Diduga Penyimpangan Kasus Antasari Terjadi sejak Penyidikan

JAKARTA--.Adanya dugaan rekayasa dalam proses hukum Mantan Ketua Komisi Pemberantasan Korupsi (KPK) Antasari Azhar dinilai pengacara Antasari Azhar, Maqdir Ismail sudah tercium sejak penyidikan di kepolisian bersama kejaksaan. Janggalnya Berita Acara Perkara (BAP) menjadi bukti terjadinya penyimpangan.

Menurut Maqdir, dalam Berita Acara Laporan Kejadian Perkara, pihaknya menemukan beberapa kejanggalan sangat fatal dilakukan pihak penyidik. Pasalnya BAP yang dibuat tanggal 26 April 2009 itu ditemukan poin-poin yang seharusnya tidak masuk ke dalam berita acara tetapi oleh pihak penyidik sudah dimasukkan.

Kejanggalann BAP kata Maqdir nampak pada poin mengenai penangkapan Sigid Haryo Wibisono dan penetapan Antasari sebagai tersangka. 'Bagaimana mungkin dalam BAP yang dibuat tanggal 26 April sudah berisi penangkapan Sigid dan penetapan Antasari sebagai tersangka. Sementara itu, kita semua tahu bahwa penangkapan Sigid itu baru dilakukan pada tanggal 28 April dan penetapan Antasari sebagai tersangka baru pada tanggal 1 Mei? Ini kan jadi-jadian betul. Aneh sekali BAP ini,' tanda Maqdir saat diskusi tentang Rekayasa Kasus Antasari di Jakarta, Senin (9/5).

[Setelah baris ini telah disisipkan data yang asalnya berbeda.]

//! TMDB API provider
//!
//! Forwards sanitized requests to the TMDB v3 API, appending the server-side
//! API key, and caches successful responses in-process.
//!
//! API Flow used by the recommendation pipeline:
//! 1. Discovery: /discover/movie → filtered candidate page
//! 2. Details: /movie/{id} → runtime + IMDB id for the top candidates
use std::time::Duration;

use reqwest::{header::ACCEPT, Client as HttpClient};

use crate::{
    cache::{Cache, CacheKey},
    cached,
    error::{AppError, AppResult},
    services::providers::MetadataProvider,
};

#[derive(Clone)]
pub struct TmdbProvider {
    http_client: HttpClient,
    api_key: Option<String>,
    api_url: String,
    cache: Cache,
}

impl TmdbProvider {
    /// Creates a new TMDB provider
    ///
    /// A missing API key is not an error here: each request fails with
    /// `TMDB_API_KEY_MISSING` instead, so the rest of the service stays up.
    pub fn new(
        cache: Cache,
        api_key: Option<String>,
        api_url: String,
        timeout: Duration,
    ) -> AppResult<Self> {
        let http_client = HttpClient::builder().timeout(timeout).build()?;

        if api_key.is_none() {
            tracing::warn!("TMDB_API_KEY is not set; metadata requests will fail");
        }

        Ok(Self {
            http_client,
            api_key,
            api_url: api_url.trim_end_matches('/').to_string(),
            cache,
        })
    }

    fn endpoint_url(&self, endpoint: &str) -> String {
        format!("{}/{}", self.api_url, endpoint)
    }

    /// Pulls `status_message` out of a TMDB error body
    fn upstream_message(status: u16, body: &str) -> String {
        serde_json::from_str::<serde_json::Value>(body)
            .ok()
            .and_then(|value| value["status_message"].as_str().map(str::to_string))
            .unwrap_or_else(|| format!("TMDB API error: {}", status))
    }
}

#[async_trait::async_trait]
impl MetadataProvider for TmdbProvider {
    async fn fetch_json(
        &self,
        endpoint: &str,
        params: &[(String, String)],
    ) -> AppResult<serde_json::Value> {
        let api_key = self.api_key.as_deref().ok_or(AppError::MissingApiKey)?;
        let key = CacheKey::for_request(endpoint, params);
        let ttl = key.ttl();

        cached!(self.cache, key, ttl, async move {
            let response = self
                .http_client
                .get(self.endpoint_url(endpoint))
                .header(ACCEPT, "application/json")
                .query(&[("api_key", api_key)])
                .query(params)
                .send()
                .await
                .map_err(|e| {
                    // the url carries the api key
                    let e = e.without_url();
                    tracing::error!(endpoint = %endpoint, error = %e, "TMDB request failed");
                    AppError::HttpClient(e)
                })?;

            if !response.status().is_success() {
                let status = response.status().as_u16();
                let body = response.text().await.unwrap_or_default();
                let message = Self::upstream_message(status, &body);
                tracing::error!(
                    endpoint = %endpoint,
                    status = status,
                    status_message = %message,
                    "TMDB upstream error"
                );
                return Err(AppError::Upstream { status, message });
            }

            let body: serde_json::Value = response
                .json()
                .await
                .map_err(|e| AppError::HttpClient(e.without_url()))?;

            tracing::info!(
                endpoint = %endpoint,
                params = params.len(),
                provider = "tmdb",
                "TMDB request completed"
            );

            Ok::<_, AppError>(body)
        })
    }

    fn has_credentials(&self) -> bool {
        self.api_key.is_some()
    }

    fn clone_for_task(&self) -> Box<dyn MetadataProvider> {
        Box::new(self.clone())
    }

    fn name(&self) -> &'static str {
        "tmdb"
    }
}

Hal itu dibenarkan oleh mantan Staf Penyidik Mabes Polri Alfons Loemau yang juga hadir jadi pembicara dalam diskusi ini. Staf Pengajar Kepolisian bidang Konflik Sosial itu mengatakan, BAP seperti ini sudah jelas-jelas melanggar. 'Ini yang kita sebut melintir. Bagaimana mungkin sesuatu yang terjadi di kemudian hari, tapi masuk dalam BAP waktu sebelumnya. Ini kan tidak mungkin,' tandas Alfons.

Dalam keterangannya, Alfons juga menerangkan keberadaan senjata dan peluru yang dijadikan barang bukti di pengadilan. Ia tidak mengetahui persis kebenaran peluru dan senjata yang diduga dipakai pelaku. Sebagaimana dikatakan selama ini, bahwa senjata yang dipakai adalah senjata revolver 038 spesial, dengan ukuran anak peluru 9 mm.

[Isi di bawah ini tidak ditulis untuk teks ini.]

use chrono::{DateTime, Utc};
use serde::{Deserialize, Serialize};

use super::Candidate;

#[derive(Debug, Clone, Copy, Serialize, Deserialize, PartialEq, Eq)]
#[serde(rename_all = "lowercase")]
pub enum MediaType {
    Movie,
    Tv,
}

/// A saved title, as persisted in the watchlist blob
#[derive(Debug, Clone, Serialize, Deserialize, PartialEq)]
pub struct WatchlistItem {
    pub id: u64,
    pub title: String,
    pub poster_path: Option<String>,
    pub media_type: MediaType,
    pub vote_average: f64,
    #[serde(default)]
    pub release_date: Option<String>,
    #[serde(default)]
    pub genre_ids: Vec<u32>,
    pub added_at: DateTime<Utc>,
}

/// A watchlist item before it is stamped with `added_at`
#[derive(Debug, Clone, PartialEq)]
pub struct NewWatchlistItem {
    pub id: u64,
    pub title: String,
    pub poster_path: Option<String>,
    pub media_type: MediaType,
    pub vote_average: f64,
    pub release_date: Option<String>,
    pub genre_ids: Vec<u32>,
}

impl NewWatchlistItem {
    pub fn added_at(self, added_at: DateTime<Utc>) -> WatchlistItem {
        WatchlistItem {
            id: self.id,
            title: self.title,
            poster_path: self.poster_path,
            media_type: self.media_type,
            vote_average: self.vote_average,
            release_date: self.release_date,
            genre_ids: self.genre_ids,
            added_at,
        }
    }
}

impl From<&Candidate> for NewWatchlistItem {
    fn from(candidate: &Candidate) -> Self {
        Self {
            id: candidate.id,
            title: candidate.title.clone(),
            poster_path: candidate.poster_path.clone(),
            media_type: MediaType::Movie,
            vote_average: candidate.vote_average,
            release_date: candidate.release_date.clone(),
            genre_ids: candidate.genre_ids.clone(),
        }
    }
}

Alfons justru meragukan temuan dr Mu’nim Idris bahwa anak peluru yang ditemukan di tubuh korban berukuran 9 mm. 'Bukan apa-apa, tapi ketepatan ukuran peluru itu hanya bisa dilakukan oleh ahli balistik di Mabes Polri, dan bukan orang awam. Ahli forensik dr Mu’nim mungkin hanya bisa mereka-reka soal posisi tembakan, dengan kemiringan tertentu dan dari jarak jauh atau dari jarak dekat. Tapi kalau soal ukuran peluru, saya agak meragukan,' ujarnya.

Kata dia, satu-satunya alat untuk mencari tahu ukuran peluru adalah mikroskop digital pembanding yang ada di Mabes Polri, dengan tingkat akurasi sangat tinggi. Terkait senjata dan peluru dalam kasus Antasari kata dia, ahli balistik harus memberikan keterangan yang tepat, apakah alur galangan atau scratching mark dan diameter atau sidik jari pada anak peluru yang ditemukan di tubuh korban identik dengan anak peluru hasil uji balistik dari senjata yang disita dari tangan orang yang dipersangkakan sebagai pelaku.

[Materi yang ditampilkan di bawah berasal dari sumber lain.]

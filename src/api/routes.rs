use axum::{
    middleware::from_fn,
    routing::{get, post},
    Router,
};
use tower::ServiceBuilder;
use tower_http::{cors::CorsLayer, trace::TraceLayer};

use super::handlers;
use super::AppState;
use crate::middleware::{make_span_with_request_id, request_id_middleware};

/// Creates the main API router with all routes
pub fn create_router(state: AppState) -> Router {
    Router::new()
        .route("/health", get(handlers::health_check))
        // Streaming catalog
        .route("/api/services", get(handlers::get_services))
        // TMDB passthrough
        .route("/api/tmdb", get(handlers::tmdb_proxy))
        // Mood-based discovery
        .route("/api/recommendations", get(handlers::get_recommendations))
        // AI analysis
        .route("/api/analyze-content", post(handlers::analyze_content))
        .with_state(state)
        // Request id runs outermost so the trace span can read it
        .layer(
            ServiceBuilder::new()
                .layer(from_fn(request_id_middleware))
                .layer(TraceLayer::new_for_http().make_span_with(make_span_with_request_id))
                .layer(CorsLayer::permissive()),
        )
}
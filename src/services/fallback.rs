use serde::Serialize;

use crate::{
    error::AppResult,
    models::Candidate,
    services::{providers::MetadataProvider, query_builder::DiscoverQuery},
};

/// Which query produced the candidate pool
#[derive(Debug, Clone, Copy, Serialize, PartialEq, Eq)]
#[serde(rename_all = "snake_case")]
pub enum FallbackTier {
    /// The full query, including the streaming-provider filter
    Primary,
    /// Provider filter dropped; every other filter kept
    ProviderRelaxed,
}

/// Resolves the candidate pool for a discovery query
///
/// Errors from the primary query are returned to the caller. The relaxed
/// query runs only when the primary one comes back empty, and whatever it
/// yields (an error counts as nothing) is final.
pub async fn resolve_pool(
    provider: &dyn MetadataProvider,
    query: &DiscoverQuery,
) -> AppResult<(Vec<Candidate>, FallbackTier)> {
    let primary = provider.discover(&query.to_params()).await?;
    if !primary.is_empty() {
        tracing::debug!(results = primary.len(), tier = "primary", "Candidate pool resolved");
        return Ok((primary, FallbackTier::Primary));
    }

    tracing::info!(
        provider = provider.name(),
        "Primary query returned nothing; relaxing provider filter"
    );

    let relaxed = match provider.discover(&query.relax_provider().to_params()).await {
        Ok(results) => results,
        Err(e) => {
            tracing::warn!(error = %e, "Relaxed query failed; treating as empty");
            Vec::new()
        }
    };

    tracing::info!(
        results = relaxed.len(),
        tier = "provider_relaxed",
        "Candidate pool resolved"
    );

    Ok((relaxed, FallbackTier::ProviderRelaxed))
}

"Ini yang perlu kita ketahui dari ahli balistik Mabes Polri. Pertanyaannya, apakah ditemukan alur dan galangan. Karena setiap peluru yang keluar setiap laras senjata revolver 038 spesial itu ada alur dan galangannya. Ini yang perlu dicari tahu dari ahli balistik," ungkap Alfons.